Hauch Holger, Skrzypek Susanne, Woessmann Wilhelm, Lehmberg Kai, Ehl Stephan, Speckmann Carsten, Schneck Emmanuel, Koerholz Dieter, Jux Christian, Neuhäuser Christoph
Department of Pediatric Hematology and Oncology, University Children's Hospital of Giessen, Giessen, Germany.
Department of Pediatric Cardiology and Intensive Care, University Children's Hospital Giessen, Giessen, Germany.
Front Pediatr. 2020 Oct 30;8:556155. doi: 10.3389/fped.2020.556155. eCollection 2020.

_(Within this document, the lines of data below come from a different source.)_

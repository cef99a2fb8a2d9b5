//! End-to-end replay scenarios: trace JSON in, report out

use lockreplay::anomaly::AnomalyKind;
use lockreplay::config::{ReplayConfig, RwLockPolicy};
use lockreplay::error::ParseError;
use lockreplay::event::{LockId, MutexKind};
use lockreplay::replay::ReplayDriver;
use lockreplay::report::Report;
use lockreplay::symbols::SymbolCache;
use lockreplay::trace_file::Trace;
use serde_json::{json, Value};

const L1: u64 = 0x7f00_0000_1000;
const L2: u64 = 0x7f00_0000_2000;

fn rec(t: u64, lock: u64, tid: i64, action: &str, ts: i64) -> Value {
    json!({
        "type": "data", "t": t, "lock": lock, "tid": tid,
        "thread_name": format!("worker-{}", tid), "action": action,
        "caller": "0x401000,0x401200,(nil)", "timestamp": ts
    })
}

fn trace(records: Vec<Value>) -> Trace {
    let mut entries = vec![
        json!({"type": "meta", "mutex_type_normal": 0, "mutex_type_recursive": 1}),
        json!({"type": "meta", "mutex_type_errorcheck": 2, "mutex_type_adaptive": 3}),
    ];
    entries.extend(records);
    Trace::from_json_str(&Value::Array(entries).to_string()).unwrap()
}

fn run_with(config: ReplayConfig, records: Vec<Value>) -> Report {
    let trace = trace(records);
    let mut driver = ReplayDriver::new(config, trace.kinds.clone());
    driver.replay(trace.events()).unwrap();
    driver.finish(trace.meta.clone(), &mut SymbolCache::disabled())
}

fn run(records: Vec<Value>) -> Report {
    run_with(ReplayConfig::default(), records)
}

#[test]
fn test_clean_trace_has_no_findings() {
    let report = run(vec![
        rec(0, L1, 1, "lock", 0),
        rec(1, L2, 1, "lock", 1_000_000),
        rec(2, L2, 1, "unlock", 2_000_000),
        rec(3, L1, 1, "unlock", 5_000_000),
    ]);

    assert!(report.is_clean());
    assert!(report.still_locked_by_lock.is_empty());
    assert_eq!(report.events_replayed, 4);

    assert_eq!(report.mutex_stats.len(), 2);
    assert_eq!(report.mutex_stats[0].lock, LockId(L1));
    assert_eq!(report.mutex_stats[0].durations.max_ns, 5_000_000);
    assert_eq!(report.mutex_stats[1].durations.max_ns, 1_000_000);
}

#[test]
fn test_double_lock_reports_both_events() {
    let report = run(vec![rec(0, L1, 1, "lock", 0), rec(1, L1, 1, "lock", 1)]);

    let findings: Vec<_> = report.findings_of(AnomalyKind::DoubleLock).collect();
    assert_eq!(findings.len(), 1);
    assert_eq!(findings[0].event.timestamp_ns, 1);
    assert_eq!(findings[0].previous.as_ref().unwrap().timestamp_ns, 0);
    assert_eq!(findings[0].event.kind, Some(MutexKind::Normal));
}

#[test]
fn test_double_rwlock_coalesces_by_call_site() {
    let report = run(vec![
        rec(0, L1, 1, "readlock", 0),
        rec(1, L1, 1, "readlock", 1),
        rec(2, L1, 1, "rwunlock", 2),
        rec(3, L1, 1, "readlock", 3),
        rec(4, L1, 1, "readlock", 4),
    ]);

    let findings: Vec<_> = report.findings_of(AnomalyKind::DoubleRwLock).collect();
    assert_eq!(findings.len(), 1);
    assert_eq!(findings[0].count, 2);
    assert_eq!(findings[0].event.index, 1);
    assert_eq!(findings[0].event.kind, None);
}

#[test]
fn test_invalid_rwlock_unlock() {
    let report = run(vec![
        rec(0, L1, 1, "readlock", 0),
        rec(1, L1, 2, "rwunlock", 1),
    ]);

    assert_eq!(report.findings_of(AnomalyKind::InvalidRwUnlock).count(), 1);
    assert_eq!(report.rwlocks_still_held.len(), 1);
    assert_eq!(report.rwlocks_still_held[0].event.thread_id, 1);
}

#[test]
fn test_tracer_flagged_records_are_not_coalesced() {
    let mut first = rec(0, L1, 1, "error", 0);
    first["rc"] = json!(22);
    let mut second = rec(1, L1, 1, "error", 1);
    second["rc"] = json!(22);

    let report = run(vec![
        first,
        second,
        rec(2, L2, 1, "deadlock", 2),
        rec(3, L2, 1, "deadlock", 3),
    ]);

    let errors: Vec<_> = report.findings_of(AnomalyKind::TracerError).collect();
    assert_eq!(errors.len(), 2);
    assert!(errors[0].description.as_ref().unwrap().contains("(22)"));
    assert_eq!(report.findings_of(AnomalyKind::Deadlock).count(), 2);
}

#[test]
fn test_init_and_destroy_while_in_use() {
    let report = run(vec![
        rec(0, L1, 1, "lock", 0),
        rec(1, L1, 2, "init", 1),
        rec(2, L2, 1, "writelock", 2),
        rec(3, L2, 2, "rw_destroy", 3),
    ]);

    let descriptions: Vec<_> = report
        .findings_of(AnomalyKind::UseWhileInitOrDestroy)
        .map(|f| f.description.clone().unwrap())
        .collect();
    assert_eq!(
        descriptions,
        vec!["init mutex while in use", "destroy rwlock while in use"]
    );
}

#[test]
fn test_init_on_free_lock_is_fine() {
    let report = run(vec![
        rec(0, L1, 1, "init", 0),
        rec(1, L1, 1, "lock", 1),
        rec(2, L1, 1, "unlock", 2),
        rec(3, L1, 1, "destroy", 3),
        rec(4, L2, 1, "rw_init", 4),
        rec(5, L2, 1, "rw_destroy", 5),
    ]);
    assert!(report.is_clean());
}

#[test]
fn test_still_locked_against_run_end() {
    let mut records = vec![json!({"type": "meta", "start_ts": 0, "end_ts": 1000})];
    records.push(rec(0, L2, 1, "lock", 0));
    records.push(rec(1, L1, 2, "lock", 100));

    let report = run(records);

    let by_lock: Vec<_> = report
        .still_locked_by_lock
        .iter()
        .map(|h| (h.event.lock, h.locked_for_ns))
        .collect();
    assert_eq!(by_lock, vec![(LockId(L1), 900), (LockId(L2), 1000)]);

    let by_thread: Vec<_> = report
        .still_locked_by_thread
        .iter()
        .map(|h| h.event.thread_id)
        .collect();
    assert_eq!(by_thread, vec![1, 2]);
}

#[test]
fn test_last_uses_list_threads() {
    let report = run(vec![
        rec(0, L1, 1, "lock", 0),
        rec(1, L1, 1, "unlock", 1),
        rec(2, L1, 2, "lock", 2),
        rec(3, L1, 2, "unlock", 3),
    ]);

    assert_eq!(report.last_uses.len(), 1);
    let last = &report.last_uses[0];
    assert_eq!(last.event.thread_id, 2);
    assert_eq!(last.threads, vec!["1 (worker-1)", "2 (worker-2)"]);
}

#[test]
fn test_mutex_kind_counts() {
    let mut recursive = rec(1, L2, 1, "lock", 1);
    recursive["mutex_kind"] = json!(1);

    let report = run(vec![
        rec(0, L1, 1, "lock", 0),
        recursive,
        rec(2, L1, 1, "unlock", 2),
        rec(3, L2, 1, "unlock", 3),
    ]);

    let counts: Vec<_> = report
        .mutex_kinds
        .iter()
        .map(|k| (k.name.as_str(), k.count))
        .collect();
    assert_eq!(
        counts,
        vec![("PTHREAD_MUTEX_NORMAL", 1), ("PTHREAD_MUTEX_RECURSIVE", 1)]
    );
}

#[test]
fn test_kind_bindings_after_data_records_still_apply() {
    let recursive = |t: u64, action: &str, ts: i64| {
        let mut record = rec(t, L1, 1, action, ts);
        record["mutex_kind"] = json!(1);
        record
    };
    let entries = json!([
        recursive(0, "lock", 0),
        recursive(1, "lock", 1),
        recursive(2, "unlock", 2),
        recursive(3, "unlock", 3),
        {"type": "meta", "mutex_type_normal": 0},
        {"type": "meta", "mutex_type_recursive": 1}
    ]);

    let trace = Trace::from_json_str(&entries.to_string()).unwrap();
    let mut driver = ReplayDriver::new(ReplayConfig::default(), trace.kinds.clone());
    driver.replay(trace.events()).unwrap();
    let report = driver.finish(trace.meta.clone(), &mut SymbolCache::disabled());

    assert!(report.is_clean());
    assert!(report.still_locked_by_lock.is_empty());
    assert_eq!(report.mutex_kinds[0].name, "PTHREAD_MUTEX_RECURSIVE");
    assert_eq!(report.mutex_kinds[0].count, 2);
}

#[test]
fn test_writer_conflict_only_in_exclusive_policy() {
    let records = || {
        vec![
            rec(0, L1, 1, "readlock", 0),
            rec(1, L1, 2, "writelock", 1),
        ]
    };

    let permissive = run(records());
    assert!(permissive.is_clean());

    let mut config = ReplayConfig::default();
    config.rwlock_policy = RwLockPolicy::Exclusive;
    let exclusive = run_with(config, records());

    let conflicts: Vec<_> = exclusive.findings_of(AnomalyKind::WriterConflict).collect();
    assert_eq!(conflicts.len(), 1);
    assert_eq!(conflicts[0].event.thread_id, 2);
    assert_eq!(conflicts[0].previous.as_ref().unwrap().thread_id, 1);
}

#[test]
fn test_unknown_action_aborts_by_default() {
    let trace = trace(vec![rec(0, L1, 1, "lock", 0), rec(9, L1, 1, "spin", 1)]);
    let mut driver = ReplayDriver::new(ReplayConfig::default(), trace.kinds.clone());

    let err = driver.replay(trace.events()).unwrap_err();
    assert_eq!(
        err,
        ParseError::UnknownAction {
            index: 9,
            action: "spin".to_string()
        }
    );
    assert_eq!(driver.events_replayed(), 1);
}

#[test]
fn test_lenient_config_skips_bad_records() {
    let report = run_with(
        ReplayConfig::lenient(),
        vec![
            rec(0, L1, 1, "lock", 0),
            json!({"type": "data", "t": 1, "tid": 1, "action": "unlock"}),
            json!({"type": "checkpoint"}),
            rec(2, L1, 1, "unlock", 2),
        ],
    );

    assert_eq!(report.events_replayed, 2);
    assert_eq!(report.skipped_records, 2);
    assert!(report.is_clean());
}

#[test]
fn test_lock_stacks_included_on_request() {
    let mut config = ReplayConfig::default();
    config.include_lock_stacks = true;

    let report = run_with(
        config,
        vec![
            rec(0, L1, 1, "lock", 0),
            rec(1, L2, 1, "lock", 1),
            rec(2, L1, 1, "unlock", 2),
            rec(3, L2, 1, "unlock", 3),
            rec(4, L1, 1, "lock", 4),
            rec(5, L1, 1, "unlock", 5),
        ],
    );

    let stacks = report.lock_stacks.unwrap();
    assert!(!stacks.depth_exceeded);
    assert_eq!(stacks.entries[0].count, 2);
    assert_eq!(stacks.entries[0].locks, vec![LockId(L1)]);
    assert_eq!(stacks.entries[1].locks, vec![LockId(L1), LockId(L2)]);
}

Hemophagocytic lymphohistiocytosis (HLH) is a rare immunological disease, which can be mistaken for sepsis easily. Among the infectious causes that may trigger secondary HLH, tuberculosis (TBC), a rather rare pathogen nowadays, is typical. To our knowledge, this is the first case report of an infant suffering from TBC-associated HLH-induced acute respiratory failure who was treated successfully using extracorporeal membrane oxygenation. An 8-month-old boy with fever (over the last 8 wk) and pancytopenia was transferred to our institution with acute respiratory failure and for extracorporeal membrane oxygenation therapy. Bone marrow biopsy revealed hemophagocytosis. Immunological work-up for familial HLH was negative. In a desperate search for the cause of secondary HLH, an interferon-gamma release assay for TBC returned positive. However, microscopy for acid-fast bacteria as well as polymerase chain reaction for TBC were initially negative. Despite this, the child was treated with tuberculostatic therapy. TBC was finally confirmed. The child remained on extracorporeal membrane oxygenation for 28 d. Further work-up showed typical lesions of disseminated TBC. The mother was identified as the source of TBC. The boy presents with mild sequelae (fine motor skills). In infants with suspected septicemia, TBC should be considered as differential diagnosis even if the results are initially negative.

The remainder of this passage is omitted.